3. A Broad Philosophy of Public Education. Our superintendent should understand that our schools are more than vehicles of imparting information, training workers, and inculcating compliance to the directions of 'betters.' Public education should never be about the test and the year-long course of instruction geared to prepping children to pass the test. Our city provides a system of public schools to guide children through their developmental stages, encouraging their curiosity about the world, exposing them to new ways of thinking and understanding, assisting them in understanding their responsibilities and privileges as citizens, and helping them find their passions that will carry them through long lives that provide great satisfaction.

Our schools have the task of seeing that our children's needs are provided: food, safety, health, and belonging. Our schools are our communities and are much more than the test scores and school grades that the State of Florida assigns them every year. The next superintendent should understand this.

4. Chutzpah. The next superintendent should not be a 'reformer,' but someone willing to fight for our schools and our children, someone who doesn't confuse test performance with actual learning, someone who will oppose the dictates of the political class when those dictates ignore the actual needs of children because wealth can be gained when privatization takes place.

5. An Understanding of the Neighborhood School as an Institution. A superintendent must understand the significance of a school to its neighborhood, especially neighborhoods that place lower on the socio-economic scale. Our schools are community institutions. They provide identity. They are an anchor in the sea that surrounds them. They are places of safety. Their existence stabilizes their communities from accelerated decline. These schools should not be closed; their families, teachers, and principals should not be threatened with dire consequences. These institutions must be maintained and supported.

6. Beyond a Willingness to Listen, A Willingness to Follow What is Heard. The heart of a superintendent should be that of a servant-leader. Someone who doesn't see the position as an aggrandizement of self, but someone who understands that the superintendent serves all. Someone who doesn't go on listening tours to cut off criticism or curry favor, but someone who takes the feedback and acts upon it. Someone who doesn't stick to preconceived notions, but can actually follow the will of stakeholders even if it conflicts with what the superintendent believes.

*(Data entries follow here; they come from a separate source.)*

// Copyright 2025 Jonas Kruckenberg
//
// Licensed under the Apache License, Version 2.0, <LICENSE-APACHE or
// http://apache.org/licenses/LICENSE-2.0> or the MIT license <LICENSE-MIT or
// http://opensource.org/licenses/MIT>, at your option. This file may not be
// copied, modified, or distributed except according to those terms.

use crate::state::LockState;
use core::fmt;

/// A broken invariant of the mutex.
///
/// These are never returned from the mutex itself. They indicate either misuse by the caller or a
/// bug in the locking algorithm (or corruption of the state word), and the mutex reacts to them by
/// terminating the process through [`fatal`]. The pure state transitions on [`LockState`] report
/// them as values so they can be tested.
#[derive(Debug, Copy, Clone, Eq, PartialEq)]
pub enum InvariantViolation {
    /// `unlock` was called on a mutex that was not locked.
    UnlockOfUnlocked,
    /// A thread that claimed the wake responsibility found the `WOKEN` flag already cleared.
    WokenNotSet { state: LockState },
    /// A waiter woken in starvation mode found a state other than "locked clear, woken clear,
    /// at least one waiter".
    InconsistentHandoff { state: LockState },
    /// Queueing one more waiter would overflow the waiter count.
    WaiterOverflow { state: LockState },
}

impl fmt::Display for InvariantViolation {
    fn fmt(&self, f: &mut fmt::Formatter<'_>) -> fmt::Result {
        match self {
            InvariantViolation::UnlockOfUnlocked => f.write_str("unlock of unlocked mutex"),
            InvariantViolation::WokenNotSet { state } => {
                write!(f, "inconsistent mutex state: woken flag missing ({state:?})")
            }
            InvariantViolation::InconsistentHandoff { state } => {
                write!(f, "inconsistent mutex state: bad handoff ({state:?})")
            }
            InvariantViolation::WaiterOverflow { state } => {
                write!(f, "inconsistent mutex state: too many waiters ({state:?})")
            }
        }
    }
}

impl core::error::Error for InvariantViolation {}

/// Terminates execution because of a broken mutex invariant. This function never returns.
///
/// With `std` the process is aborted, without it the violation is raised as a panic (`no_std`
/// targets are expected to build with `panic = "abort"`). Either way it is not an error callers
/// can handle.
#[cold]
#[inline(never)]
#[track_caller]
pub(crate) fn fatal(violation: InvariantViolation) -> ! {
    tracing::error!(%violation, "fatal mutex invariant violation");

    cfg_if::cfg_if! {
        if #[cfg(any(test, feature = "std"))] {
            std::eprintln!(
                "fatal error: sync: {violation} at {}",
                core::panic::Location::caller()
            );
            std::process::abort();
        } else {
            panic!("fatal error: sync: {violation}");
        }
    }
}
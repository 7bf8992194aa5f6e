// Copyright 2025 Jonas Kruckenberg
//
// Licensed under the Apache License, Version 2.0, <LICENSE-APACHE or
// http://apache.org/licenses/LICENSE-2.0> or the MIT license <LICENSE-MIT or
// http://opensource.org/licenses/MIT>, at your option. This file may not be
// copied, modified, or distributed except according to those terms.

use crate::clock::Clock;
use crate::loom::sync::atomic::{AtomicU64, Ordering};
use crate::semaphore::{ParkSemaphore, Semaphore};
use crate::spin::SpinPolicy;
use std::sync::{Mutex, PoisonError};
use std::time::{Duration, Instant};

/// Spins until `cond` returns `true`, panicking after a generous timeout so a broken test fails
/// instead of hanging.
#[track_caller]
pub fn wait_until(mut cond: impl FnMut() -> bool) {
    let deadline = Instant::now() + Duration::from_secs(10);
    while !cond() {
        assert!(Instant::now() < deadline, "timed out waiting for condition");
        std::thread::yield_now();
    }
}

/// A [`Clock`] that only moves when told to.
#[derive(Debug)]
pub struct ManualClock(AtomicU64);

impl ManualClock {
    pub fn new() -> Self {
        Self(AtomicU64::new(0))
    }

    pub fn advance(&self, nanos: u64) {
        self.0.fetch_add(nanos, Ordering::SeqCst);
    }
}

impl Clock for ManualClock {
    fn now(&self) -> u64 {
        self.0.load(Ordering::SeqCst)
    }
}

/// A [`Clock`] that advances by a fixed step every time it is read.
#[derive(Debug)]
pub struct StepClock {
    now: AtomicU64,
    step: u64,
}

impl StepClock {
    pub fn new(step: u64) -> Self {
        Self {
            now: AtomicU64::new(0),
            step,
        }
    }
}

impl Clock for StepClock {
    fn now(&self) -> u64 {
        self.now.fetch_add(self.step, Ordering::Relaxed)
    }
}

/// A [`SpinPolicy`] that spins for a fixed number of rounds, yielding to the scheduler each time.
#[derive(Debug)]
pub struct YieldSpin {
    max_rounds: u32,
}

impl YieldSpin {
    pub fn new(max_rounds: u32) -> Self {
        Self { max_rounds }
    }
}

impl SpinPolicy for YieldSpin {
    fn can_spin(&self, iteration: u32) -> bool {
        iteration < self.max_rounds
    }

    fn spin_once(&self) {
        crate::loom::thread::yield_now();
    }
}

#[derive(Debug, Copy, Clone, Eq, PartialEq)]
pub enum SemaEvent {
    Acquire { lifo: bool },
    Release { handoff: bool },
}

/// A [`ParkSemaphore`] that records every call and can hold back releases.
///
/// While [`hold`](Self::hold)ing, released tokens are recorded but not delivered until
/// [`flush`](Self::flush) is called, which lets tests decide who wins a race against a woken
/// waiter.
#[derive(Debug)]
pub struct RecordingSemaphore {
    inner: ParkSemaphore,
    events: Mutex<Vec<SemaEvent>>,
    held: Mutex<Option<Vec<bool>>>,
}

impl RecordingSemaphore {
    pub fn new() -> Self {
        Self {
            inner: ParkSemaphore::new(),
            events: Mutex::new(Vec::new()),
            held: Mutex::new(None),
        }
    }

    pub fn events(&self) -> Vec<SemaEvent> {
        self.events
            .lock()
            .unwrap_or_else(PoisonError::into_inner)
            .clone()
    }

    pub fn hold(&self) {
        let mut held = self.held.lock().unwrap_or_else(PoisonError::into_inner);
        held.get_or_insert_with(Vec::new);
    }

    pub fn flush(&self) {
        let pending = self
            .held
            .lock()
            .unwrap_or_else(PoisonError::into_inner)
            .take()
            .unwrap_or_default();

        for handoff in pending {
            self.inner.release(handoff);
        }
    }

    fn record(&self, event: SemaEvent) {
        self.events
            .lock()
            .unwrap_or_else(PoisonError::into_inner)
            .push(event);
    }
}

// Safety: forwards to `ParkSemaphore`, held tokens are delivered later but never dropped
unsafe impl Semaphore for RecordingSemaphore {
    fn acquire(&self, lifo: bool) {
        self.record(SemaEvent::Acquire { lifo });
        self.inner.acquire(lifo);
    }

    fn release(&self, handoff: bool) {
        self.record(SemaEvent::Release { handoff });

        let mut held = self.held.lock().unwrap_or_else(PoisonError::into_inner);
        if let Some(pending) = held.as_mut() {
            pending.push(handoff);
            return;
        }
        drop(held);

        self.inner.release(handoff);
    }
}
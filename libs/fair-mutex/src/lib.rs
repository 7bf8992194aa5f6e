// Copyright 2025 Jonas Kruckenberg
//
// Licensed under the Apache License, Version 2.0, <LICENSE-APACHE or
// http://apache.org/licenses/LICENSE-2.0> or the MIT license <LICENSE-MIT or
// http://opensource.org/licenses/MIT>, at your option. This file may not be
// copied, modified, or distributed except according to those terms.

//! A mutual-exclusion lock with two operating modes: *normal* and *starvation*.
//!
//! In normal mode waiters are queued in FIFO order, but a woken up waiter does not own the mutex
//! and competes with newly arriving threads over the ownership. New arrivals have an advantage,
//! they are already running on a CPU, so a woken up waiter has good chances of losing. In that
//! case it is queued at the *front* of the wait queue. If a waiter fails to acquire the mutex for
//! more than [`STARVATION_THRESHOLD_NS`] it switches the mutex to starvation mode.
//!
//! In starvation mode ownership of the mutex is directly handed off from the unlocking thread to
//! the waiter at the front of the queue. New arrivals don't try to acquire the mutex even if it
//! appears to be unlocked, and they don't spin. Instead they queue themselves at the tail of the
//! wait queue.
//!
//! If a waiter receives ownership of the mutex and sees that either it is the last waiter in the
//! queue, or it waited for less than the threshold, it switches the mutex back to normal mode.
//!
//! Normal mode has considerably better throughput as a thread can acquire the mutex several times
//! in a row even if there are blocked waiters. Starvation mode bounds tail latency.
//!
//! The entire lock state lives in a single [`LockState`] word that is only ever mutated through
//! atomic compare-and-swap or fetch-add. Blocking, spinning and time are delegated to the
//! [`Semaphore`], [`SpinPolicy`] and [`Clock`] collaborators respectively, which makes the
//! algorithm itself independent of any particular scheduler.

#![cfg_attr(not(any(test, feature = "std")), no_std)]

mod clock;
mod fatal;
mod loom;
mod raw_mutex;
mod semaphore;
mod spin;
mod state;
#[cfg(test)]
mod test_util;

pub use clock::Clock;
#[cfg(feature = "std")]
pub use clock::MonotonicClock;
pub use fatal::InvariantViolation;
pub use raw_mutex::{RawFairMutex, STARVATION_THRESHOLD_NS};
#[cfg(feature = "std")]
pub use semaphore::ParkSemaphore;
pub use semaphore::Semaphore;
#[cfg(feature = "std")]
pub use spin::AdaptiveSpin;
pub use spin::{NeverSpin, SpinPolicy};
pub use state::{LockState, Mode};

/// The mutex with the default, thread-parking collaborators.
#[cfg(feature = "std")]
pub type RawMutex = RawFairMutex<ParkSemaphore, AdaptiveSpin, MonotonicClock>;
#[cfg(feature = "std")]
pub type Mutex<T> = lock_api::Mutex<RawMutex, T>;
#[cfg(feature = "std")]
pub type MutexGuard<'a, T> = lock_api::MutexGuard<'a, RawMutex, T>;
#[cfg(feature = "std")]
pub type MappedMutexGuard<'a, T> = lock_api::MappedMutexGuard<'a, RawMutex, T>;

/// Types that can be constructed in a `const` context.
///
/// [`lock_api::RawMutex`] requires a `const INIT` value, so a [`RawFairMutex`] only implements it
/// when all of its collaborators implement this trait.
pub trait ConstInit {
    /// The initial value.
    const INIT: Self;
}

7. Acceptance of Democratic Control of Schools. Not democratic as in the political party, but democratic as in the citizens control the schools through their elected school board members. The next superintendent should understand that his/her bosses are the seven board members, not Gary Chartrand, not the other wealthy/political elite in the city, not the Jacksonville Public Education Fund. The superintendent works for the Board of Education.

8. Honesty and integrity. It is difficult for democratic control to be effective when a superintendent is dissembling about such matters as budgets, affirming that funds are in place when in fact the superintendent only anticipates that funds will materialize. The next superintendent must be willing to openly disclose the challenges and difficulties that are faced in addressing school issues.

9. An Understanding of the Learning Process. A superintendent must understand how children actually learn as they pass through the developmental processes of their age and be willing to secure to children those learning environments. Young children must play. Older children need to explore. Indulging curiosity is huge. Adolescents need to be free to challenge and be challenged. Technology is not the answer. The next superintendent should know that computer-based learning programs have their place, but are not a panacea. They are but tools placed into the hands of teachers, who wield them appropriately to guide children in learning. Real books cannot be replaced.

10. A Drive to Get Everything Out of a Teacher's Life That Inhibits Teaching: stupid paperwork done simply because some bureaucrat wants paperwork, scripted lessons, district staff whose only purpose is to inspect teachers for compliance to dictates, the list is endless. The next superintendent should remove the chains and let Duval's teachers show what they can do. It will be amazing.